Alice Walker. The Color Purple.

 

Musoke, arco iris…

Llevaba más de tres horas caminando, cargada con dos pesadas bolsas y un bulto grande en la cabeza. Musoke se paró en el último tramo de la cuesta. El sudor le resbalaba por las axilas y la espalda. Sentía el vientre enorme y tirante, las piernas hinchadas como botas. A sus pies, el poblado se diluía bajo una calima brumosa.

El sol ya estaba alto y Musoke pensó en la larga jornada que aún le quedaba por delante. Entregaría los encargos al Chairman y luego saldría a vender cigarrillos por los asentamientos esparcidos en la colina. Intentaba reunir el dinero para pagar su viaje. Hacía ya cuatro meses que aguardaba en el bosque, anhelante, el momento de cruzar el estrecho. Ya no se quejaba, no se compadecía, tan solo esperaba…

Desde el camino vio al Chairman despidiéndose de dos marroquíes que no conocía. «Algo se cuece» pensó Musoke mientras se aproximaba. Descargó la pesada mercancía a la entrada de la cabaña, espantó a dos perros que se habían acercado a olisquear los paquetes y se agarró dolorida los riñones.

El Chairman le lanzó una mirada hosca.

− Llegas tarde− le dijo, pasando entre sus dedos las cuentas del Misbaha.

Ella no contestó. Estaba acostumbrada a sus malos modos, a sus reproches.

− Prepara tus cosas−le dijo− te vas de madrugada…

Musoke sintió que flaqueaba. Fue como si el suelo oscilara bajo sus pies y se apoyó en la pared intentando controlar los temblores.

−Gracias Chairman…−acertó a decir balbuceante, apenas con un hilo de voz.

Cuando dio media vuelta para marcharse el Chairman la llamó.

− ¡Eh, negra!−dijo esbozando apenas una sonrisa de dientes amarillo.− Que tengas suerte…

Caminó como borracha hasta su chamizo. El interior hervía en el calor sofocante que irradiaban las chapas del techo. Se secó el sudor áspero y rojizo que le perlaba la frente y se dejó caer en una silla maltrecha bajo una línea de sombra. La adrenalina le recorría el cuerpo como si tuviera un hormiguero bajo la piel. Musoke suspiró y observó como el tallo reseco de un geranio luchaba por sobrevivir en una lata.

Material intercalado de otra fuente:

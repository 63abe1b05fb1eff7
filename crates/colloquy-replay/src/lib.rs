//! # colloquy-replay
//!
//! Deterministic playback of a recorded event log. The controller drives
//! the same reducer the live path uses, so a replayed session is
//! indistinguishable from one that was watched live.

#![deny(unsafe_code)]

pub mod controller;
pub mod speed;

pub use controller::ReplayController;
pub use speed::Speed;
//! The [`WorldEvent`] and [`StateSnapshot`] structs — the two facts the
//! authoritative simulation emits.
//!
//! Both are flat structs with base fields at the top level and event-specific
//! data as opaque [`serde_json::Value`], matching the wire format exactly.
//! A `WorldEvent` is immutable once it has passed the normalization boundary.

use chrono::{DateTime, SecondsFormat, Utc};
use serde::{Deserialize, Serialize};
use serde_json::{Map, Value};

use colloquy_core::{EventId, SessionId};

use crate::kind::EventKind;

/// One atomic, sequenced fact describing a state change in a session.
#[derive(Clone, Debug, PartialEq, Serialize, Deserialize)]
#[serde(rename_all = "camelCase")]
pub struct WorldEvent {
    /// Unique event ID.
    pub id: EventId,
    /// Session this event belongs to.
    pub session_id: SessionId,
    /// Event kind discriminator.
    #[serde(rename = "type")]
    pub kind: EventKind,
    /// Monotonic sequence number within the session.
    pub sequence: i64,
    /// RFC 3339 timestamp with millisecond precision.
    pub timestamp: String,
    /// Event-specific data (opaque JSON object).
    pub payload: Value,
}

impl WorldEvent {
    /// Millisecond epoch value of [`timestamp`](Self::timestamp), if it
    /// parses. Used for replay duration math.
    #[must_use]
    pub fn timestamp_ms(&self) -> Option<i64> {
        DateTime::parse_from_rfc3339(&self.timestamp)
            .ok()
            .map(|dt| dt.timestamp_millis())
    }

    /// A string field from the payload, if present.
    #[must_use]
    pub fn payload_str(&self, key: &str) -> Option<&str> {
        self.payload.get(key).and_then(Value::as_str)
    }
}

/// Format an epoch-milliseconds value as the canonical RFC 3339 string.
#[must_use]
pub fn format_timestamp_ms(epoch_ms: i64) -> String {
    DateTime::<Utc>::from_timestamp_millis(epoch_ms)
        .unwrap_or_else(Utc::now)
        .to_rfc3339_opts(SecondsFormat::Millis, true)
}

/// The current UTC time as the canonical RFC 3339 string.
#[must_use]
pub fn now_timestamp() -> String {
    Utc::now().to_rfc3339_opts(SecondsFormat::Millis, true)
}

/// An out-of-band full-state fact used to fast-forward a client that lacks
/// event history.
#[derive(Clone, Debug, PartialEq, Serialize, Deserialize)]
#[serde(rename_all = "camelCase")]
pub struct StateSnapshot {
    /// Session this snapshot describes.
    pub session_id: SessionId,
    /// Opaque world-state map from the simulation.
    #[serde(default)]
    pub world_state: Map<String, Value>,
    /// Simulation tick the snapshot was taken at.
    #[serde(default)]
    pub tick: i64,
    /// Whether the simulation has terminated.
    #[serde(default)]
    pub is_terminated: bool,
    /// Why the simulation terminated, when it has.
    #[serde(default, skip_serializing_if = "Option::is_none")]
    pub termination_reason: Option<String>,
}

// ─────────────────────────────────────────────────────────────────────────────
// Tests
// ─────────────────────────────────────────────────────────────────────────────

«Dios mío, que haya buena mar…»

El agua la aterraba. No sabía nadar. Cuando miraba el océano, creía percibir un latido amenazador bajo las aguas, la respiración silenciosa de un ser poderoso y profundo.

Intentó sosegarse y aplacar la inquietud. Le costaba creer que era ella, por fin, la que se iba. Había asumido su condición de perdedora, aceptaba la decepción y el sufrimiento como parte de lo cotidiano, de lo normal. Pensó que, al final, el viaje había merecido la pena. Las humillaciones, la violencia, el sometimiento, todo quedaba atrás, como en un mal sueño. Fueron muchas las ocasiones en que sintió que ya no podía más. Muchas las que estuvo a punto de rendirse y tirar la toalla, pero no se había dejado doblegar, había resistido firme como un junco, mirando hacia el norte, caminando como una loca hacia adelante.

Musoke se miró la piel tierna y rosada de los brazos. Las quemaduras del desierto le habían marcado de cicatrices el rostro y partes del cuerpo. Eran como un estigma que llevaría siempre consigo. El recuerdo de Khadiya que no pudo superar la travesía y se quedó atrás, sepultada bajo la arena, en una tumba anónima.

Fue el precio que pagó por perseguir su sueño.

Pensó en la vida que crecía en su interior. Cuando supo que estaba embarazada, ya no le quedaban lágrimas que llorar y deseó morir, pero luego, el bebé fue llenando, día tras día, aquel vacio profundo. Era un milagro, algo grandioso… Supo que él la salvaría, que sería su bálsamo y su consuelo.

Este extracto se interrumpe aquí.